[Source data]
// Copyright (c) 2025 TexasFortress.AI
// This Source Code Form is subject to the terms of the Mozilla Public
// License, v. 2.0. If a copy of the MPL was not distributed with this
// file, You can obtain one at http://mozilla.org/MPL/2.0/.

//! Reconciles one remote folder against the local store.

use std::collections::HashSet;

use chrono::{DateTime, Utc};
use log::{debug, info, warn};

use crate::gateway::{MailboxGateway, Operation, OperationKind};
use crate::imap::{Credentials, MessageHeader};
use crate::store::{folder_reference, Anchor, AnchorKind, MailStore, NewMessage, StoredMessage};
use crate::sync::progress::ProgressMonitor;
use crate::sync::subject::strip_labels;
use crate::sync::window::SyncWindow;
use crate::sync::SyncError;

/// Outcome of syncing one folder.
#[derive(Debug, Clone)]
pub struct FolderSync {
    pub folder: String,
    pub anchor: Anchor,
    pub window: SyncWindow,
    /// Newest message created by this pass.
    pub newest: Option<StoredMessage>,
    pub created: Vec<StoredMessage>,
}

impl FolderSync {
    pub fn is_up_to_date(&self) -> bool {
        self.created.is_empty()
    }
}

pub struct FolderSynchronizer<'a> {
    gateway: &'a dyn MailboxGateway,
    store: &'a dyn MailStore,
    credentials: &'a Credentials,
    page_size: u32,
    cutoff: Option<DateTime<Utc>>,
}

impl<'a> FolderSynchronizer<'a> {
    pub fn new(
        gateway: &'a dyn MailboxGateway,
        store: &'a dyn MailStore,
        credentials: &'a Credentials,
        page_size: u32,
    ) -> Self {
        Self {
            gateway,
            store,
            credentials,
            page_size,
            cutoff: None,
        }
    }

    /// Skips messages dated before `cutoff`.
    pub fn with_cutoff(mut self, cutoff: Option<DateTime<Utc>>) -> Self {
        self.cutoff = cutoff;
        self
    }

    /// Syncs the newest page of `folder`.
    ///
    /// The store is only read until every missing body has been fetched; the
    /// writes then happen together, so the unit of work stays short.
    pub async fn sync(&self, folder: &str, progress: &dyn ProgressMonitor) -> Result<FolderSync, SyncError> {
        let status = self
            .gateway
            .execute(
                self.credentials,
                Operation::FolderInfo {
                    folder: folder.to_string(),
                },
            )
            .await?
            .into_folder()
            .ok_or(SyncError::UnexpectedResult(OperationKind::FolderInfo))?;
        if !status.exists {
            warn!("Folder {} vanished on {}", folder, self.credentials);
        }

        let window = SyncWindow::newest(status.count, self.page_size);
        let existing = self.find_folder_anchor(folder).await?;
        if window.is_empty() {
            debug!("{} is empty", folder);
            return self.finish(folder, window, existing, Vec::new()).await;
        }

        let headers = self.window_headers(folder, window).await?;
        let missing = self.missing(headers).await?;
        if missing.is_empty() {
            info!("{} is up to date ({} checked)", folder, window.len());
            return self.finish(folder, window, existing, Vec::new()).await;
        }

        info!("{}: fetching {} of window {}", folder, missing.len(), window);
        progress.begin(folder, u64::from(window.len()));

        // One body at a time; each fetch completes before the next starts.
        let mut fetched = Vec::with_capacity(missing.len());
        for header in &missing {
            let Some(message) = self.fetch_one(folder, header).await? else {
                continue;
            };
            progress.worked(1);
            fetched.push(message);
        }

        self.finish(folder, window, existing, fetched).await
    }

    /// Creates the folder anchor if needed and stores the fetched messages.
    async fn finish(
        &self,
        folder: &str,
        window: SyncWindow,
        existing: Option<Anchor>,
        fetched: Vec<NewMessage>,
    ) -> Result<FolderSync, SyncError> {
        let anchor = match existing {
            Some(anchor) => anchor,
            None => {
                self.store
                    .create_anchor(folder, AnchorKind::Folder, &folder_reference(folder))
                    .await?
            }
        };

        let mut created = Vec::with_capacity(fetched.len());
        for mut message in fetched {
            message.anchor_id = anchor.id;
            created.push(self.store.create_message(&message).await?);
        }
        if !created.is_empty() {
            info!("{}: stored {} new messages", folder, created.len());
        }

        Ok(FolderSync {
            folder: folder.to_string(),
            anchor,
            window,
            newest: created.iter().max_by_key(|m| m.date).cloned(),
            created,
        })
    }

    /// The single anchor owning this folder's messages, if it exists yet.
    async fn find_folder_anchor(&self, folder: &str) -> Result<Option<Anchor>, SyncError> {
        let reference = folder_reference(folder);
        let mut anchors = self.store.find_anchors(&reference).await?;
        match anchors.len() {
            0 | 1 => Ok(anchors.pop()),
            count => Err(SyncError::Consistency { reference, count }),
        }
    }

    /// Headers in the window keyed by remote id, oldest first.
    async fn window_headers(&self, folder: &str, window: SyncWindow) -> Result<Vec<MessageHeader>, SyncError> {
        let headers = self
            .gateway
            .execute(
                self.credentials,
                Operation::MessageHeaders {
                    folder: folder.to_string(),
                    window: window.query(),
                },
            )
            .await?
            .into_headers()
            .ok_or(SyncError::UnexpectedResult(OperationKind::MessageHeaders))?;

        let mut seen = HashSet::new();
        let mut unique = Vec::with_capacity(headers.len());
        for header in headers {
            if !seen.insert(header.remote_id.clone()) {
                warn!("{}: duplicate message id {} at seq {}", folder, header.remote_id, header.seq);
                continue;
            }
            if self.is_too_old(&header) {
                debug!("{}: {} is older than the sync depth", folder, header.remote_id);
                continue;
            }
            unique.push(header);
        }
        Ok(unique)
    }

    fn is_too_old(&self, header: &MessageHeader) -> bool {
        match (self.cutoff, header.sent_date.or(header.received_date)) {
            (Some(cutoff), Some(date)) => date < cutoff,
            _ => false,
        }
    }

    /// Drops headers whose message is already stored.
    async fn missing(&self, headers: Vec<MessageHeader>) -> Result<Vec<MessageHeader>, SyncError> {
        if headers.is_empty() {
            return Ok(headers);
        }
        let ids: Vec<String> = headers.iter().map(|h| h.remote_id.clone()).collect();
        let known: HashSet<String> = self
            .store
            .find_messages(&ids)
            .await?
            .into_iter()
            .map(|m| m.reference)
            .collect();
        Ok(headers.into_iter().filter(|h| !known.contains(&h.remote_id)).collect())
    }

    async fn fetch_one(
        &self,
        folder: &str,
        header: &MessageHeader,
    ) -> Result<Option<NewMessage>, SyncError> {
        let contents = self
            .gateway
            .execute(
                self.credentials,
                Operation::MessageContent {
                    folder: folder.to_string(),
                    seqs: vec![header.seq],
                },
            )
            .await?
            .into_contents()
            .ok_or(SyncError::UnexpectedResult(OperationKind::MessageContent))?;

        let Some(content) = contents.into_iter().next() else {
            warn!("{}: message {} disappeared before its body was fetched", folder, header.remote_id);
            return Ok(None);
        };
        // Sequence numbers shift when another client expunges.
        if let Some(remote_id) = content.remote_id.as_deref() {
            if remote_id != header.remote_id {
                warn!(
                    "{}: seq {} now holds {} instead of {}, skipping",
                    folder, header.seq, remote_id, header.remote_id
                );
                return Ok(None);
            }
        }

        let from = header.from.first().cloned();
        let outgoing = from
            .as_deref()
            .is_some_and(|f| f.trim().eq_ignore_ascii_case(self.credentials.username.trim()));
        Ok(Some(NewMessage {
            reference: header.remote_id.clone(),
            reply_address: from.clone(),
            from_address: from,
            subject: strip_labels(header.subject.as_deref().unwrap_or_default()),
            unread: !header.is_seen(),
            date: header.sent_date.or(header.received_date).unwrap_or_else(Utc::now),
            content: content.body_text().to_string(),
            outgoing,
            // Set once the folder anchor exists.
            anchor_id: 0,
        }))
    }
}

The problem =
Your reply should hold only the lines from the first line of the records through the one with "use crate::sync::progress::ProgressMonitor;", reproduced word for word.

Task solution =
// Copyright (c) 2025 TexasFortress.AI
// This Source Code Form is subject to the terms of the Mozilla Public
// License, v. 2.0. If a copy of the MPL was not distributed with this
// file, You can obtain one at http://mozilla.org/MPL/2.0/.

//! Reconciles one remote folder against the local store.

use std::collections::HashSet;

use chrono::{DateTime, Utc};
use log::{debug, info, warn};

use crate::gateway::{MailboxGateway, Operation, OperationKind};
use crate::imap::{Credentials, MessageHeader};
use crate::store::{folder_reference, Anchor, AnchorKind, MailStore, NewMessage, StoredMessage};
use crate::sync::progress::ProgressMonitor;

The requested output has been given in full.